File system problems with 386/ix

Brian R. Eckert brian at hutch.UUCP
Sat Oct 14 04:37:08 AEST 1989


In article <2462 at hydra.gatech.EDU> gb7 at prism.gatech.EDU (Joe Bradley) writes:
>I've started having problems creating tar archives of certain parts of
>my file system. It crashes and dumps core while in the middle of creating
>any archive. I'm running 386/ix v2.0.1.
>
>This made me suspicious about the integrity of my file system, so I manually
>invoked fsck. Well, it complained about a few things which I let it fix
>(see below). However, when I invoke fsck again, it again complains about
>the same things that it just supposedly fixed.
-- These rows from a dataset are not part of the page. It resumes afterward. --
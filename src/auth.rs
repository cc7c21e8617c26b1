//! Authentication provider for the Kiln client.
//!
//! Handles JWT tokens, HTTP Basic Auth, and async dynamic auth providers.
//!
//! ## Dynamic Auth Provider
//!
//! Use [`DynamicAuthProvider`] to supply credentials lazily, resolved before
//! every request. This is the right choice for:
//! - OAuth / OIDC token flows where tokens expire
//! - Credentials fetched from secure storage (e.g. keychain, secret manager)
//! - Automatic refresh-token rotation
//!
//! ```rust,no_run
//! use kiln_link::{AuthProvider, DynamicAuthProvider};
//! use std::sync::Arc;
//!
//! struct MyTokenStore { /* ... */ }
//!
//! #[async_trait::async_trait]
//! impl DynamicAuthProvider for MyTokenStore {
//!     async fn get_auth(&self) -> kiln_link::Result<AuthProvider> {
//!         // fetch / refresh token here
//!         Ok(AuthProvider::jwt_token("fresh-token".into()))
//!     }
//! }
//!
//! // Wrap in Arc and pass to the builder:
//! // .auth_provider(Arc::new(MyTokenStore { ... }))
//! ```

use crate::error::Result;
use base64::{engine::general_purpose, Engine as _};
use std::sync::Arc;

/// Authentication credentials for the Kiln server.
///
/// Supports JWT tokens and HTTP Basic Auth.
/// The auth provider automatically attaches the appropriate Authorization header.
///
/// # Examples
///
/// ```rust
/// use kiln_link::AuthProvider;
///
/// // HTTP Basic Auth
/// let auth = AuthProvider::basic_auth("username".to_string(), "password".to_string());
///
/// // JWT token authentication (recommended; what /auth/login returns)
/// let auth = AuthProvider::jwt_token("eyJhbGc...".to_string());
///
/// // No authentication (local development)
/// let auth = AuthProvider::none();
/// ```
#[derive(Debug, Clone)]
pub enum AuthProvider {
    /// HTTP Basic Auth (username, password)
    BasicAuth(String, String),

    /// JWT token authentication
    JwtToken(String),

    /// No authentication (local development)
    None,
}

impl AuthProvider {
    /// Create HTTP Basic Auth
    ///
    /// Encodes username:password as base64 for Authorization: Basic header
    /// following RFC 7617.
    pub fn basic_auth(username: String, password: String) -> Self {
        Self::BasicAuth(username, password)
    }

    /// Create JWT token authentication
    pub fn jwt_token(token: String) -> Self {
        Self::JwtToken(token)
    }

    /// No authentication (for local development)
    pub fn none() -> Self {
        Self::None
    }

    /// Attach authentication headers to an HTTP request builder
    ///
    /// Applies the appropriate Authorization header based on the auth method:
    /// - BasicAuth: `Authorization: Basic <base64(username:password)>`
    /// - JwtToken: `Authorization: Bearer <token>`
    /// - None: No headers
    pub fn apply_to_request(
        &self,
        request: reqwest::RequestBuilder,
    ) -> Result<reqwest::RequestBuilder> {
        match self {
            Self::BasicAuth(username, password) => {
                let credentials = format!("{}:{}", username, password);
                let encoded = general_purpose::STANDARD.encode(credentials.as_bytes());
                Ok(request.header("Authorization", format!("Basic {}", encoded)))
            },
            Self::JwtToken(token) => Ok(request.bearer_auth(token)),
            Self::None => Ok(request),
        }
    }

    /// Check if authentication is configured
    pub fn is_authenticated(&self) -> bool {
        !matches!(self, Self::None)
    }
}

// ── Dynamic (async) auth provider ────────────────────────────────────────────

/// Async authentication provider resolved before every request.
///
/// Implement this trait to supply credentials lazily from any source:
/// OAuth token refresh, secure storage, interactive login, etc.
#[async_trait::async_trait]
pub trait DynamicAuthProvider: Send + Sync + 'static {
    /// Return the current (or freshly refreshed) credentials.
    async fn get_auth(&self) -> Result<AuthProvider>;
}

/// A boxed, reference-counted [`DynamicAuthProvider`].
pub type ArcDynAuthProvider = Arc<dyn DynamicAuthProvider>;

/// Resolves the effective [`AuthProvider`] for a request.
///
/// Holds either a static provider or a dynamic one.  Call [`resolve`] before
/// each request to obtain a fresh [`AuthProvider`].
///
/// [`resolve`]: ResolvedAuth::resolve
#[derive(Clone)]
pub enum ResolvedAuth {
    /// Static credentials set at construction time.
    Static(AuthProvider),
    /// Dynamic provider called on every request.
    Dynamic(ArcDynAuthProvider),
}

impl ResolvedAuth {
    /// Obtain effective credentials, calling the dynamic provider if present.
    pub async fn resolve(&self) -> Result<AuthProvider> {
        match self {
            Self::Static(p) => Ok(p.clone()),
            Self::Dynamic(provider) => provider.get_auth().await,
        }
    }

    /// `true` when no credentials of either kind are configured.
    pub fn is_none(&self) -> bool {
        matches!(self, Self::Static(AuthProvider::None))
    }
}

impl std::fmt::Debug for ResolvedAuth {
    fn fmt(&self, f: &mut std::fmt::Formatter<'_>) -> std::fmt::Result {
        match self {
            Self::Static(p) => write!(f, "ResolvedAuth::Static({:?})", p),
            Self::Dynamic(_) => write!(f, "ResolvedAuth::Dynamic(<fn>)"),
        }
    }
}

impl Default for ResolvedAuth {
    fn default() -> Self {
        Self::Static(AuthProvider::None)
    }
}

impl From<AuthProvider> for ResolvedAuth {
    fn from(p: AuthProvider) -> Self {
        Self::Static(p)
    }
}

impl From<ArcDynAuthProvider> for ResolvedAuth {
    fn from(p: ArcDynAuthProvider) -> Self {
        Self::Dynamic(p)
    }
}
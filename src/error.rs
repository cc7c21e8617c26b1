//! Error types for kiln-link operations.

use thiserror::Error;

/// Errors that can occur during kiln-link operations.
///
/// All variants carry owned, clonable payloads so a single fetch outcome can
/// be fanned out to every caller sharing that fetch.
#[derive(Error, Debug, Clone)]
pub enum KilnLinkError {
    /// Network-level failure (connection refused, DNS, broken transport)
    #[error("Network error: {0}")]
    NetworkError(String),

    /// Request exceeded a configured timeout
    #[error("Timeout error: {0}")]
    TimeoutError(String),

    /// Authentication or authorization failure
    #[error("Authentication error: {0}")]
    AuthenticationError(String),

    /// Client misconfiguration (bad base URL, invalid builder state)
    #[error("Configuration error: {0}")]
    ConfigurationError(String),

    /// JSON serialization/deserialization failure
    #[error("Serialization error: {0}")]
    SerializationError(String),

    /// File upload rejected; message includes the server's status text
    #[error("Upload error: {0}")]
    UploadError(String),

    /// Non-success HTTP response from the server.
    ///
    /// `message` always contains the HTTP reason phrase, followed by the
    /// response body when one was returned.
    #[error("Server error {status_code}: {message}")]
    ServerError {
        /// HTTP status code
        status_code: u16,
        /// Reason phrase plus response body text
        message: String,
    },

    /// Invariant violation inside the client itself
    #[error("Internal error: {0}")]
    InternalError(String),
}

impl KilnLinkError {
    /// HTTP status code for server errors, `None` for every other variant.
    pub fn status_code(&self) -> Option<u16> {
        match self {
            Self::ServerError { status_code, .. } => Some(*status_code),
            _ => None,
        }
    }

    /// Returns true if this error came from a non-success HTTP response.
    pub fn is_server_error(&self) -> bool {
        matches!(self, Self::ServerError { .. })
    }
}

impl From<reqwest::Error> for KilnLinkError {
    fn from(err: reqwest::Error) -> Self {
        if err.is_timeout() {
            KilnLinkError::TimeoutError(err.to_string())
        } else if err.is_decode() {
            KilnLinkError::SerializationError(err.to_string())
        } else {
            KilnLinkError::NetworkError(err.to_string())
        }
    }
}

impl From<serde_json::Error> for KilnLinkError {
    fn from(err: serde_json::Error) -> Self {
        KilnLinkError::SerializationError(err.to_string())
    }
}

/// Result type for kiln-link operations.
pub type Result<T> = std::result::Result<T, KilnLinkError>;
Does anybody have any ideas?
>Shouldn't these problems be fixed after running fsck?
>
> [ fsck output deleted ]

I will first ask you a question:  are you running fsck at a multi-user
run level (2 or 3)?

Fsck repairs the filesystem which requires it to wade through the super-block
(the first block of the filesystem... it serves as an index to all the parts
of the filesystem:  free list, inode table, etc., hence its name).

The super-block is kept in core and updated in RAM, not on the disk.  When
UNIX is multi-user,  the super-block is periodically written to disk to
attempt to keep in sync.  Therefore,  fsck does its thing repairing the
filesystem and adjusting the super-block on the disk (while a bad super-block
still resides in memory);  shortly after,  UNIX writes the (BAD) in core
super-block to disk and the super-block is now useless again.

You should ALWAYS run an fsck in single-user mode (system maintenance mode);
in single-user mode,  no periodic update is done to the disk version of the
super-block.  Note that the root filesystem will automatically be remounted
if the super-block is modified by fsck.  You also should not run fsck on any
mounted filesystems (root being the exception) as you will invalidate the in
core super-block if the disk version gets modified.

Some versions of fsck will sync the disk before it goes to work (i.e. it tells
UNIX to write the in core super-block to disk), thus back-to-back fsck's report
the same problem (in many cases) if done while the system is multi-user.  In
any event,  you should manually do a sync prior to fsck.  Something like:

	# sync;sync
	# fsck /dev/.......

should be adequate.

As an aside:  not too many versions of UNIX ago,  if fsck modified the
root super-block,  you needed to press reset or power-off / power-on
the system.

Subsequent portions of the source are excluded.